Battery Life – Whether you are a weekend warrior or a die-hard hunter, you need your camera to do its job and scout a certain area when you are away. No matter what the camera’s capabilities are, they are useless if the batteries die quickly. Some camera use C cell batteries but many newer models used AA batteries which tend to last longer. Also, avoid rechargeable batteries and use lithium batteries if possible. The battery life is measured by how many images a camera captures. It’s not uncommon for some models to capture 20,000 photos off a single set of batteries.

Memory Capacity – Once again, no matter how well a camera operates, it doesn’t do you any good if the images fill up the memory card quickly. Most models accept 32 MB cards now, so this isn’t a problem like it was a few years ago, but be aware of the cameras card capacity.

Trigger Speed – Most camera models now boast about their trigger speed, or how quickly a camera can snap a photo once something enters its field of view. While this is a plus for cameras on an actual game trail, a slow trigger speed may not be a problem at a mineral site or bait station. While there is a ton of talk about fast trigger speeds, its effectiveness depends on where the camera is set up at.
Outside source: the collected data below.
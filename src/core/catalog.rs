//! The validated, de-duplicated set of endpoints the engine may operate on.

use std::collections::{HashMap, HashSet};

use anyhow::Context;
use serde::Serialize;

use crate::core::endpoint::Endpoint;

/// A feed line that failed validation. Reported, never fatal.
#[derive(Debug, Clone, PartialEq, Serialize)]
pub struct RejectedLine {
    /// 1-based line number in the feed text.
    pub line_number: usize,
    pub text: String,
    pub reason: String,
}

/// Source of newline-separated endpoint text.
pub trait EndpointFeed {
    fn fetch(&self) -> anyhow::Result<String>;
}

/// Feed backed by a local text file.
pub struct FileFeed {
    path: std::path::PathBuf,
}

impl FileFeed {
    pub fn new(path: impl Into<std::path::PathBuf>) -> Self {
        Self { path: path.into() }
    }
}

impl EndpointFeed for FileFeed {
    fn fetch(&self) -> anyhow::Result<String> {
        std::fs::read_to_string(&self.path)
            .with_context(|| format!("failed to read endpoint feed {}", self.path.display()))
    }
}

/// Endpoints in feed order, first occurrence wins.
#[derive(Debug, Default)]
pub struct Catalog {
    entries: Vec<Endpoint>,
    index: HashMap<String, usize>,
}

impl Catalog {
    /// Classify every non-blank line as a single address or a range.
    pub fn parse(raw: &str) -> (Self, Vec<RejectedLine>) {
        let mut catalog = Catalog::default();
        let mut rejected = Vec::new();

        for (idx, line) in raw.lines().enumerate() {
            let line = line.trim();
            if line.is_empty() {
                continue;
            }
            match line.parse::<Endpoint>() {
                Ok(endpoint) => {
                    if !catalog.insert(endpoint) {
                        tracing::debug!("Skipping duplicate endpoint {endpoint} on line {}", idx + 1);
                    }
                }
                Err(e) => rejected.push(RejectedLine {
                    line_number: idx + 1,
                    text: line.to_string(),
                    reason: e.to_string(),
                }),
            }
        }

        (catalog, rejected)
    }

    /// Fetch from a feed and parse, logging every rejected line.
    pub fn load(feed: &dyn EndpointFeed) -> anyhow::Result<(Self, Vec<RejectedLine>)> {
        let text = feed.fetch()?;
        let (catalog, rejected) = Self::parse(&text);
        for r in &rejected {
            tracing::warn!("Rejected feed line {}: '{}' ({})", r.line_number, r.text, r.reason);
        }
        tracing::info!(
            "Loaded {} entries ({} IPs, {} ranges), {} rejected",
            catalog.len(),
            catalog.single_count(),
            catalog.range_count(),
            rejected.len()
        );
        Ok((catalog, rejected))
    }

    fn insert(&mut self, endpoint: Endpoint) -> bool {
        let key = endpoint.key();
        if self.index.contains_key(&key) {
            return false;
        }
        self.index.insert(key, self.entries.len());
        self.entries.push(endpoint);
        true
    }

    pub fn get(&self, key: &str) -> Option<&Endpoint> {
        self.index.get(key).map(|&i| &self.entries[i])
    }

    pub fn contains(&self, key: &str) -> bool {
        self.index.contains_key(key)
    }

    /// Canonical keys of every entry.
    pub fn key_set(&self) -> HashSet<String> {
        self.index.keys().cloned().collect()
    }

    pub fn iter(&self) -> impl Iterator<Item = &Endpoint> {
        self.entries.iter()
    }

    pub fn len(&self) -> usize {
        self.entries.len()
    }

    pub fn is_empty(&self) -> bool {
        self.entries.is_empty()
    }

    pub fn single_count(&self) -> usize {
        self.entries.iter().filter(|e| !e.is_range()).count()
    }

    pub fn range_count(&self) -> usize {
        self.entries.iter().filter(|e| e.is_range()).count()
    }
}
Flash / Flash Range – Most cameras use a red IR or a black IR flash that is invisible or nearly invisible to wild game. The old-school flash models are still in production and makes for better nighttime images, but there is the issue of spooking game. It all depends on what you prefer. Also, no one wants a camera you have to be 5 feet away from to trigger. At the very least, it needs to be capturing images at 20-30 feet away easily.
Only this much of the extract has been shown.